What exactly is the point of memoryview in Python?
Asked Answered
G

6

129

Checking the documentation on memoryview:

memoryview objects allow Python code to access the internal data of an object that supports the buffer protocol without copying.

class memoryview(obj)

Create a memoryview that references obj. obj must support the buffer protocol. Built-in objects that support the buffer protocol include bytes and bytearray.

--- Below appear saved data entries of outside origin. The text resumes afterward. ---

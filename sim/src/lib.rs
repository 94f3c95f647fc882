// Copyright (c) 2022-2023 The MobileCoin Foundation

//! In-memory MIFARE Classic tag
//!
//! [SimTag] implements [TagSession][mct_core::session::TagSession] over an
//! in-memory 1K or 4K tag image, enforcing keys and access conditions on
//! writes the way a physical tag does. This supports exercising the clone
//! engine (and the `mct-clone` CLI) without NFC hardware.

pub mod access;

mod tag;
pub use tag::{Layout, SimTag, WriteRecord};

/// Simulator errors
#[derive(Clone, Debug, PartialEq, thiserror::Error)]
pub enum Error {
    /// Dump has more sectors than any supported layout
    #[error("unsupported tag layout ({0} sectors)")]
    UnsupportedLayout(usize),

    /// Dump sector block count does not match the tag layout
    #[error("sector {sector} has {actual} blocks (expected {expected})")]
    SectorSize {
        sector: u8,
        expected: usize,
        actual: usize,
    },

    /// Tag image block unknown
    #[error("block {0} content unknown")]
    Incomplete(mct_core::Position),

    /// Position does not exist on the tag
    #[error("block {0} out of range")]
    OutOfRange(mct_core::Position),
}
// Copyright (c) 2022-2023 The MobileCoin Foundation

//! Clone a dump onto a tag.
//!
//! Every known block of the dump is requested, including the manufacturer
//! block, unwritable blocks are skipped by the [engine][crate::engine].

use alloc::vec::Vec;

use crate::{
    dump::{Dump, Position},
    engine::{resolve, WritePlan},
    keys::KeyMap,
    session::TagSession,
    writer::{execute_with_progress, Progress},
    Error,
};

/// Summary of a completed clone
#[derive(Copy, Clone, PartialEq, Eq, Debug)]
pub struct CloneReport {
    /// Positions with a known payload in the dump
    pub requested: usize,
    /// Positions planned for writing
    pub planned: usize,
    /// Positions excluded from the plan
    pub skipped: usize,
    /// Blocks written
    pub written: usize,
}

/// Outcome of [clone_dump]
#[derive(Copy, Clone, PartialEq, Eq, Debug)]
pub enum CloneOutcome {
    /// Plan executed
    Written(CloneReport),
    /// Nothing in the dump is writable with the keys available
    NothingToWrite { requested: usize },
}

/// Check the dump fits the tag, classify the dump positions and build
/// a [WritePlan].
///
/// Classification is re-read from the tag on each call as access
/// conditions may have changed since the last attempt.
pub fn prepare<S: TagSession + ?Sized>(
    dump: &Dump,
    keys: &KeyMap,
    session: &mut S,
) -> Result<WritePlan, Error> {
    // A session without sectors has no tag behind it
    let sectors = session.sector_count();
    if sectors == 0 {
        return Err(Error::TagLost);
    }

    // Refuse tags without room for the highest dump sector
    if let Some(max) = dump.max_sector() {
        if sectors <= max as usize {
            return Err(Error::TagTooSmall {
                sectors,
                required: max as usize + 1,
            });
        }
    }

    let requested: Vec<Position> = dump.known_positions().collect();
    let classification = session.classify(&requested, keys)?;

    Ok(resolve(requested, &classification, keys))
}

/// Write all writable dump blocks to the tag
pub fn clone_dump<S: TagSession + ?Sized>(
    dump: &Dump,
    keys: &KeyMap,
    session: &mut S,
    on_progress: impl FnMut(Progress),
) -> Result<CloneOutcome, Error> {
    let plan = prepare(dump, keys, session)?;

    if plan.is_empty() {
        #[cfg(feature = "log")]
        log::info!("Nothing to write ({} blocks requested)", plan.requested());

        return Ok(CloneOutcome::NothingToWrite {
            requested: plan.requested(),
        });
    }

    let written = execute_with_progress(&plan, dump, session, on_progress)?;

    Ok(CloneOutcome::Written(CloneReport {
        requested: plan.requested(),
        planned: plan.len(),
        skipped: plan.skipped(),
        written,
    }))
}
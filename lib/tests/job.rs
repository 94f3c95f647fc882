use std::sync::Arc;

use mct_clone::{CloneStatus, CloneSummary, Connect, Error, Position, SimProvider, WriteJob};
use mct_core::{clone::CloneOutcome, session::WriteFault};
use mct_sim::{Layout, SimTag};

mod helpers;
use helpers::*;

#[tokio::test(flavor = "multi_thread")]
async fn clone_with_progress() -> anyhow::Result<()> {
    init_logging();

    let d = Arc::new(dump());
    let p = SimProvider::blank(Layout::Classic1k).with_magic(true);

    let t = p.connect().await?;
    let keys = t.map_keys(d.extracted_keys());

    let mut job = WriteJob::spawn(t, d.clone(), keys);

    let mut updates = vec![];
    while let Some(p) = job.progress().await {
        updates.push(p);
    }

    let session = job.session();
    let r = job.wait().await;

    let summary = CloneSummary::new(&r, updates.last());
    assert_eq!(summary.status, CloneStatus::Written);
    assert_eq!(summary.written, 64);

    assert!(matches!(r?, CloneOutcome::Written(s) if s.written == 64));
    assert_eq!(updates.len(), 64);
    assert!(updates.windows(2).all(|w| w[0].position < w[1].position));

    // Session closed on completion, image matches the dump
    let (connected, lines) = session
        .with(|t| (t.is_connected(), t.to_dump_lines()))
        .unwrap();
    assert!(!connected);
    assert_eq!(lines, dump_lines());

    Ok(())
}

#[tokio::test(flavor = "multi_thread")]
async fn failed_write_aborts() -> anyhow::Result<()> {
    init_logging();

    let d = Arc::new(dump());

    let mut t = SimTag::new(Layout::Classic1k).with_magic(true);
    t.fail_writes(Position::new(1, 1), 2, WriteFault::Rejected);
    let keys = t.map_keys(d.extracted_keys());

    let mut job = WriteJob::spawn(t, d, keys);

    let mut last = None;
    while let Some(p) = job.progress().await {
        last = Some(p);
    }

    let session = job.session();
    let r = job.wait().await;

    let summary = CloneSummary::new(&r, last.as_ref());
    assert_eq!(summary.status, CloneStatus::Failed);
    assert_eq!(summary.failed_at.as_deref(), Some("1:1"));
    assert_eq!(summary.written, 5);
    assert!(summary.is_partial());

    // Sector 0 and block 1:0 were written before the abort
    let b = session.with(|t| t.block(Position::new(1, 0)).copied()).unwrap();
    assert_eq!(b, Some([0x11; 16]));

    match r {
        Err(Error::Engine(e)) => assert_eq!(e.failed_position(), Some(Position::new(1, 1))),
        r => panic!("unexpected result: {r:?}"),
    }

    Ok(())
}

#[tokio::test(flavor = "multi_thread")]
async fn cancel_aborts() -> anyhow::Result<()> {
    init_logging();

    let d = Arc::new(dump());
    let t = SimTag::new(Layout::Classic1k).with_magic(true);
    let keys = t.map_keys(d.extracted_keys());
    let (t, parked, release) = GatedTag::new(t);

    let mut job = WriteJob::spawn(t, d, keys);

    // Cancel while the first write is still in flight
    parked.await?;
    job.canceller().cancel();
    let _ = release.send(());

    let mut updates = vec![];
    while let Some(p) = job.progress().await {
        updates.push(p);
    }

    let session = job.session();
    let r = job.wait().await;

    let summary = CloneSummary::new(&r, updates.last());
    assert_eq!(summary.status, CloneStatus::Failed);
    assert_eq!(summary.failed_at.as_deref(), Some("0:1"));

    match r {
        Err(Error::Engine(e)) => assert!(e.is_tag_lost()),
        r => panic!("unexpected result: {r:?}"),
    }

    // Only the in-flight write completed, nothing reached the tag afterwards
    assert_eq!(updates.len(), 1);
    assert_eq!(updates[0].written, 1);
    assert_eq!(updates[0].position, Position::new(0, 0));

    let (connected, journal) = session
        .with(|g| (g.tag.is_connected(), g.tag.journal().len()))
        .unwrap();
    assert!(!connected);
    assert_eq!(journal, 1);

    Ok(())
}

#[tokio::test(flavor = "multi_thread")]
async fn no_tag() {
    let p = SimProvider::default();
    assert!(matches!(p.connect().await, Err(Error::NoTag)));
}
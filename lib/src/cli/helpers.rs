// Copyright (c) 2022-2023 The MobileCoin Foundation

use std::path::{Path, PathBuf};

use log::{debug, info};
use serde::Serialize;

use mct_clone::{
    keyfile::read_key_files, keymap::load_key_map, Dump, Key, KeyMap, SimProvider,
};
use mct_sim::{Layout, SimTag};

/// Simulated tag options
#[derive(Clone, PartialEq, Debug, clap::Args)]
pub struct TagArgs {
    /// Tag image (dump format) loaded into the simulator, blank when omitted
    #[clap(long)]
    pub tag: Option<PathBuf>,

    /// Layout for blank tags
    #[clap(long, default_value = "1k")]
    pub layout: Layout,

    /// Allow writes to the manufacturer block (gen1 magic tag)
    #[clap(long)]
    pub magic: bool,
}

impl TagArgs {
    /// Build a provider presenting the configured tag
    pub async fn provider(&self) -> anyhow::Result<SimProvider> {
        let p = match &self.tag {
            Some(t) => SimProvider::load(t).await?,
            None => SimProvider::blank(self.layout),
        };

        Ok(p.with_magic(self.magic))
    }
}

/// Key sources for mapping tag keys
#[derive(Clone, PartialEq, Debug, Default, clap::Args)]
pub struct KeyArgs {
    /// Key files (MCT `.keys` format), keys are tried against each sector
    #[clap(long = "key-file")]
    pub key_files: Vec<PathBuf>,

    /// Key map (TOML), used in place of key discovery
    #[clap(long, conflicts_with = "key_files")]
    pub key_map: Option<PathBuf>,
}

/// Collect candidate keys from the dump and key files
pub async fn candidate_keys(
    dump: Option<&Dump>,
    key_files: &[PathBuf],
) -> anyhow::Result<Vec<Key>> {
    let mut keys: Vec<Key> = dump
        .map(|d| d.extracted_keys().iter().copied().collect())
        .unwrap_or_default();

    for k in read_key_files(key_files).await? {
        if !keys.contains(&k) {
            keys.push(k);
        }
    }

    debug!("Using {} candidate keys", keys.len());

    Ok(keys)
}

/// Resolve the key map for a tag, loading a key map file where provided
/// or discovering keys from the dump and key files
pub async fn resolve_keys(dump: &Dump, tag: &SimTag, args: &KeyArgs) -> anyhow::Result<KeyMap> {
    if let Some(p) = &args.key_map {
        return Ok(load_key_map(p).await?);
    }

    let candidates = candidate_keys(Some(dump), &args.key_files).await?;
    let m = tag.map_keys(&candidates);

    info!("Mapped keys for {} sectors", m.len());

    Ok(m)
}

/// Helper to write output files, format determined by extension
pub async fn write_output(p: &Path, value: &impl Serialize) -> anyhow::Result<()> {
    debug!("Writing output to '{}'", p.display());

    let s = match p.extension().and_then(|e| e.to_str()) {
        Some("json") => serde_json::to_string_pretty(value)?,
        Some("toml") => toml::to_string(value)?,
        _ => return Err(anyhow::anyhow!("unsupported output file format")),
    };

    tokio::fs::write(p, s).await?;

    Ok(())
}

/// Write a tag image in dump format
pub async fn write_image(p: &Path, lines: &[String]) -> anyhow::Result<()> {
    debug!("Writing tag image to '{}'", p.display());

    let mut s = lines.join("\n");
    s.push('\n');
    tokio::fs::write(p, s).await?;

    Ok(())
}
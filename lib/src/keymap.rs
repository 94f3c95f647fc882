// Copyright (c) 2022-2023 The MobileCoin Foundation

//! Key map files, mapping sectors to known keys
//!
//! ```toml
//! [sectors.0]
//! a = "FFFFFFFFFFFF"
//! b = "FFFFFFFFFFFF"
//! ```

use std::{collections::BTreeMap, path::Path};

use log::debug;
use serde::{Deserialize, Serialize};

use mct_core::{Key, KeyMap, SectorKeys};

use crate::Error;

/// Serialisable key map
#[derive(Clone, PartialEq, Debug, Default, Serialize, Deserialize)]
pub struct KeyMapFile {
    /// Keys by sector index
    #[serde(default)]
    pub sectors: BTreeMap<String, SectorEntry>,
}

/// Keys for a single sector
#[derive(Clone, PartialEq, Debug, Default, Serialize, Deserialize)]
pub struct SectorEntry {
    #[serde(default, skip_serializing_if = "Option::is_none")]
    pub a: Option<String>,
    #[serde(default, skip_serializing_if = "Option::is_none")]
    pub b: Option<String>,
}

impl KeyMapFile {
    /// Convert to a [KeyMap], checking sector indices and keys
    pub fn to_key_map(&self) -> Result<KeyMap, Error> {
        let mut m = KeyMap::new();

        for (s, e) in &self.sectors {
            let sector: u8 = s
                .parse()
                .map_err(|_| Error::KeyMap(format!("invalid sector index {s:?}")))?;

            let parse_key = |k: &Option<String>| -> Result<Option<Key>, Error> {
                k.as_deref()
                    .map(|v| {
                        v.parse()
                            .map_err(|_| Error::KeyMap(format!("invalid key {v:?} (sector {s})")))
                    })
                    .transpose()
            };

            m.insert(sector, SectorKeys::new(parse_key(&e.a)?, parse_key(&e.b)?));
        }

        Ok(m)
    }
}

impl From<&KeyMap> for KeyMapFile {
    fn from(m: &KeyMap) -> Self {
        let sectors = m
            .iter()
            .map(|(s, k)| {
                let e = SectorEntry {
                    a: k.a.map(|k| k.to_string()),
                    b: k.b.map(|k| k.to_string()),
                };
                (s.to_string(), e)
            })
            .collect();

        Self { sectors }
    }
}

/// Load a key map file
pub async fn load_key_map(path: impl AsRef<Path>) -> Result<KeyMap, Error> {
    let s = tokio::fs::read_to_string(path.as_ref()).await?;
    let f: KeyMapFile = toml::from_str(&s)?;

    let m = f.to_key_map()?;

    debug!(
        "Loaded key map {} ({} sectors)",
        path.as_ref().display(),
        m.len()
    );

    Ok(m)
}

/// Save a key map file
pub async fn save_key_map(path: impl AsRef<Path>, m: &KeyMap) -> Result<(), Error> {
    let s = toml::to_string(&KeyMapFile::from(m))?;
    tokio::fs::write(path.as_ref(), s).await?;
    Ok(())
}
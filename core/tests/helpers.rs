#![allow(unused)]

use std::collections::BTreeMap;

use log::debug;

use mct_core::{
    dump::BLOCK_LEN,
    engine::{Classification, WriteAccess},
    session::{TagSession, WriteFault},
    Block, Dump, Key, KeyMap, KeyType, Position,
};

pub const KEY_A: Key = Key([0xa0, 0xa1, 0xa2, 0xa3, 0xa4, 0xa5]);
pub const KEY_B: Key = Key([0xb0, 0xb1, 0xb2, 0xb3, 0xb4, 0xb5]);

/// Setup logging for tests
pub fn init_logging() {
    let _ = simplelog::SimpleLogger::init(log::LevelFilter::Debug, Default::default());
}

/// Session double recording every write attempt.
///
/// Speaks the raw reader codes (classification `-1..=6`, write status
/// `0` / fault code), decoded through [Classification::from_codes] and
/// [WriteFault::check].
pub struct RecordingSession {
    pub sectors: usize,
    /// Classification codes per position, unlisted positions report `-1`
    pub codes: BTreeMap<Position, i8>,
    /// Remaining failures and status code per position
    pub failures: BTreeMap<Position, (usize, i8)>,
    pub writes: Vec<(Position, Block, Key, KeyType)>,
    pub classify_calls: usize,
    pub closed: bool,
}

/// Write status code reported for a rejected write
pub const REJECTED: i8 = 3;

impl RecordingSession {
    pub fn new(sectors: usize) -> Self {
        Self {
            sectors,
            codes: BTreeMap::new(),
            failures: BTreeMap::new(),
            writes: vec![],
            classify_calls: 0,
            closed: false,
        }
    }

    /// Classify every known dump position with the provided access
    pub fn classify_all(mut self, dump: &Dump, access: WriteAccess) -> Self {
        for p in dump.known_positions() {
            self.codes.insert(p, i8::from(access));
        }
        self
    }

    /// Report a raw classification code for `pos`
    pub fn with_code(mut self, pos: Position, code: i8) -> Self {
        self.codes.insert(pos, code);
        self
    }

    /// Fail the next `n` writes to `pos` as rejected
    pub fn fail(self, pos: Position, n: usize) -> Self {
        self.fail_with(pos, n, REJECTED)
    }

    /// Fail the next `n` writes to `pos` with a raw status code
    pub fn fail_with(mut self, pos: Position, n: usize, code: i8) -> Self {
        self.failures.insert(pos, (n, code));
        self
    }

    /// Decoded classification for all configured positions
    pub fn classification(&self) -> Classification {
        Classification::from_codes(self.codes.iter().map(|(p, c)| (*p, *c)))
    }

    /// Positions of write attempts in order
    pub fn written(&self) -> Vec<(u8, u8)> {
        self.writes
            .iter()
            .map(|(p, ..)| (p.sector, p.block))
            .collect()
    }

    fn status(&mut self, pos: Position) -> i8 {
        if self.closed {
            return -1;
        }

        match self.failures.get_mut(&pos) {
            Some((n, code)) if *n > 0 => {
                *n -= 1;
                *code
            }
            _ => 0,
        }
    }
}

impl TagSession for RecordingSession {
    fn sector_count(&self) -> usize {
        self.sectors
    }

    fn classify(
        &mut self,
        positions: &[Position],
        _keys: &KeyMap,
    ) -> Result<Classification, mct_core::Error> {
        self.classify_calls += 1;

        if self.closed {
            return Err(mct_core::Error::TagLost);
        }

        let codes = positions
            .iter()
            .map(|p| (*p, self.codes.get(p).copied().unwrap_or(-1)));

        Ok(Classification::from_codes(codes))
    }

    fn write_block(
        &mut self,
        pos: Position,
        data: &Block,
        key: &Key,
        key_type: KeyType,
    ) -> Result<(), WriteFault> {
        debug!("write {} with {} ({})", pos, key, key_type);

        self.writes.push((pos, *data, *key, key_type));

        let code = self.status(pos);
        WriteFault::check(code)
    }

    fn close(&mut self) {
        self.closed = true;
    }
}

/// Build a dump with the provided blocks per sector, each block
/// filled with `(sector << 4) | block`
pub fn dump_with(sectors: &[(u8, usize)]) -> Dump {
    let mut lines = vec![];
    for &(s, n) in sectors {
        lines.push(format!("+Sector: {s}"));
        for b in 0..n {
            let v = (s << 4) | b as u8;
            lines.push(hex_block(&[v; BLOCK_LEN]));
        }
    }

    Dump::parse(lines.iter().map(|l| l.as_str())).unwrap()
}

pub fn hex_block(b: &Block) -> String {
    b.iter().map(|v| format!("{v:02X}")).collect()
}
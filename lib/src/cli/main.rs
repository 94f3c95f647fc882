// Copyright (c) 2022-2023 The MobileCoin Foundation

//! Command line utility for cloning MIFARE Classic dumps onto tags

use std::{
    path::{Path, PathBuf},
    sync::Arc,
};

use clap::Parser;
use log::{debug, error, info, warn, LevelFilter};

use mct_clone::{
    keyfile::write_key_file,
    keymap::save_key_map,
    profile::{Config, Profile},
    read_dump, CloneSummary, Connect, WriteJob,
};
use mct_core::{
    clone::{prepare, CloneOutcome},
    writer::Progress,
};

mod helpers;
use helpers::*;

/// MIFARE Classic clone utility
#[derive(Clone, PartialEq, Debug, Parser)]
struct Options {
    /// Profile configuration file
    #[clap(long, default_value = "mct-clone.toml")]
    config: PathBuf,

    /// Subcommand to execute
    #[clap(subcommand)]
    cmd: Actions,

    /// Enable verbose logging
    #[clap(long, default_value = "info")]
    log_level: LevelFilter,
}

#[derive(Clone, PartialEq, Debug, Parser)]
#[non_exhaustive]
enum Actions {
    /// List keys found in dump sector trailers
    Keys {
        /// Dump file
        dump: PathBuf,

        /// Write keys to a key file
        #[clap(long)]
        output: Option<PathBuf>,
    },

    /// Discover tag keys and write a key map
    MapKeys {
        #[clap(flatten)]
        tag: TagArgs,

        /// Key files to try against each sector
        #[clap(long = "key-file")]
        key_files: Vec<PathBuf>,

        /// Dump to source additional keys from
        #[clap(long)]
        dump: Option<PathBuf>,

        /// Key map output file (TOML)
        #[clap(long)]
        output: PathBuf,
    },

    /// Show the blocks that would be written, without writing
    Plan {
        /// Dump file
        dump: PathBuf,

        #[clap(flatten)]
        tag: TagArgs,

        #[clap(flatten)]
        keys: KeyArgs,
    },

    /// Write a dump to the tag
    Clone {
        /// Dump file
        dump: PathBuf,

        #[clap(flatten)]
        tag: TagArgs,

        #[clap(flatten)]
        keys: KeyArgs,

        #[clap(flatten)]
        output: OutputArgs,
    },

    /// Manage and run fast-clone profiles
    Profile {
        #[clap(subcommand)]
        cmd: ProfileActions,
    },
}

#[derive(Clone, PartialEq, Debug, Parser)]
enum ProfileActions {
    /// List profile slots
    List,

    /// Configure a profile slot
    Set {
        /// Slot index (1..=4)
        slot: usize,

        /// Dump file
        dump: PathBuf,

        /// Display name
        #[clap(long)]
        name: Option<String>,

        /// Key files
        #[clap(long = "key-file")]
        key_files: Vec<PathBuf>,
    },

    /// Clear a profile slot
    Clear {
        /// Slot index (1..=4)
        slot: usize,
    },

    /// Clone using a profile
    Run {
        /// Slot index (1..=4)
        slot: usize,

        #[clap(flatten)]
        tag: TagArgs,

        #[clap(flatten)]
        output: OutputArgs,
    },
}

#[derive(Clone, PartialEq, Debug, clap::Args)]
struct OutputArgs {
    /// Write a clone report (`.json` or `.toml`)
    #[clap(long)]
    report: Option<PathBuf>,

    /// Save the resulting tag image
    #[clap(long)]
    save_tag: Option<PathBuf>,
}

#[tokio::main]
async fn main() -> anyhow::Result<()> {
    // Parse command line arguments
    let args = Options::parse();

    // Setup logging
    simplelog::SimpleLogger::init(args.log_level, simplelog::Config::default())?;

    debug!("Executing command: {:?}", args.cmd);

    match args.cmd {
        Actions::Keys { dump, output } => {
            let d = read_dump(&dump).await?;

            info!("{} keys:", d.extracted_keys().len());
            for k in d.extracted_keys() {
                info!("  {}", k);
            }

            if let Some(o) = output {
                write_key_file(&o, d.extracted_keys()).await?;
                info!("Keys written to '{}'", o.display());
            }
        }
        Actions::MapKeys {
            tag,
            key_files,
            dump,
            output,
        } => {
            let d = match &dump {
                Some(p) => Some(read_dump(p).await?),
                None => None,
            };
            let candidates = candidate_keys(d.as_ref(), &key_files).await?;

            let t = tag.provider().await?.connect().await?;
            let m = t.map_keys(&candidates);

            for (s, k) in m.iter() {
                info!("sector {:2}: A {:?} B {:?}", s, k.a, k.b);
            }

            save_key_map(&output, &m).await?;
            info!("Key map for {} sectors written to '{}'", m.len(), output.display());
        }
        Actions::Plan { dump, tag, keys } => {
            let d = read_dump(&dump).await?;
            let mut t = tag.provider().await?.connect().await?;
            let m = resolve_keys(&d, &t, &keys).await?;

            let plan = prepare(&d, &m, &mut t)?;

            for (p, w) in plan.iter() {
                info!("{:>5}: key {} ({})", p, w.key_type, w.key);
            }
            info!(
                "{} of {} blocks writable ({} skipped)",
                plan.len(),
                plan.requested(),
                plan.skipped()
            );
        }
        Actions::Clone {
            dump,
            tag,
            keys,
            output,
        } => {
            clone(dump, &tag, &keys, &output).await?;
        }
        Actions::Profile { cmd } => profile(&args.config, cmd).await?,
    }

    Ok(())
}

/// Execute profile commands
async fn profile(config: &Path, cmd: ProfileActions) -> anyhow::Result<()> {
    let mut c = Config::load(config).await?;

    match cmd {
        ProfileActions::List => {
            for (s, p) in c.slots() {
                match p {
                    Some(p) => info!(
                        "{}: {} ({}, {} key files)",
                        s,
                        p.label(),
                        p.dump.display(),
                        p.key_files.len()
                    ),
                    None => info!("{}: {} (empty)", s, c.label(s)),
                }
            }
        }
        ProfileActions::Set {
            slot,
            dump,
            name,
            key_files,
        } => {
            // Check the dump is readable before saving
            read_dump(&dump).await?;

            c.set(Profile {
                slot,
                name,
                dump,
                key_files,
            })?;
            c.save(config).await?;

            info!("Saved profile {}: {}", slot, c.label(slot));
        }
        ProfileActions::Clear { slot } => match c.clear(slot)? {
            Some(p) => {
                c.save(config).await?;
                info!("Cleared profile {}: {}", slot, p.label());
            }
            None => warn!("Profile {} not configured", slot),
        },
        ProfileActions::Run { slot, tag, output } => {
            let p = c.profile(slot)?;
            info!("Running {}", p.label());

            let keys = KeyArgs {
                key_files: p.key_files.clone(),
                key_map: None,
            };

            clone(p.dump.clone(), &tag, &keys, &output).await?;
        }
    }

    Ok(())
}

/// Clone a dump onto the tag, reporting progress
async fn clone(
    dump: PathBuf,
    tag: &TagArgs,
    keys: &KeyArgs,
    output: &OutputArgs,
) -> anyhow::Result<()> {
    let d = Arc::new(read_dump(&dump).await?);

    info!("Waiting for tag");
    let t = tag.provider().await?.connect().await?;

    let m = resolve_keys(&d, &t, keys).await?;

    // Start write on a background worker
    let mut job = WriteJob::spawn(t, d, m);
    let canceller = job.canceller();

    let mut last: Option<Progress> = None;
    loop {
        tokio::select! {
            p = job.progress() => match p {
                Some(p) => {
                    info!("Writing: {}/{} ({})", p.written, p.total, p.position);
                    last = Some(p);
                }
                None => break,
            },
            _ = tokio::signal::ctrl_c() => {
                warn!("Interrupted");
                canceller.cancel();
            }
        }
    }

    let session = job.session();
    let r = job.wait().await;
    let summary = CloneSummary::new(&r, last.as_ref());

    match &r {
        Ok(CloneOutcome::Written(s)) => info!(
            "Clone complete, {} blocks written ({} skipped)",
            s.written, s.skipped
        ),
        Ok(CloneOutcome::NothingToWrite { requested }) => warn!(
            "Nothing to write, none of {} blocks writable with the available keys",
            requested
        ),
        Err(e) => {
            error!("Clone failed: {}", e);
            if summary.is_partial() {
                warn!("Partially written, tag may be in an inconsistent state");
            }
        }
    }

    if let Some(p) = &output.save_tag {
        match session.with(|t| t.to_dump_lines()) {
            Some(lines) => write_image(p, &lines).await?,
            None => warn!("Tag image unavailable, not saved"),
        }
    }

    if let Some(p) = &output.report {
        write_output(p, &summary).await?;
    }

    r?;

    Ok(())
}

Then we are given the sample code:

>>> v = memoryview(b'abcefg')
>>> v[1]
98
>>> v[-1]
103
>>> v[1:4]
<memory at 0x7f3ddc9f4350>
>>> bytes(v[1:4])
b'bce'

Quotation over, now lets take a closer look:

>>> b = b'long bytes stream'
>>> b.startswith(b'long')
True
>>> v = memoryview(b)
>>> vsub = v[5:]
>>> vsub.startswith(b'bytes')
Traceback (most recent call last):
  File "<stdin>", line 1, in <module>
AttributeError: 'memoryview' object has no attribute 'startswith'
>>> bytes(vsub).startswith(b'bytes')
True
>>> 

So what I gather from the above:

We create a memoryview object to expose the internal data of a buffer object without copying, however, in order to do anything useful with the object (by calling the methods provided by the object), we have to create a copy!

Usually memoryview (or the old buffer object) would be needed when we have a large object, and the slices can be large too. The need for a better efficiency would be present if we are making large slices, or making small slices but a large number of times.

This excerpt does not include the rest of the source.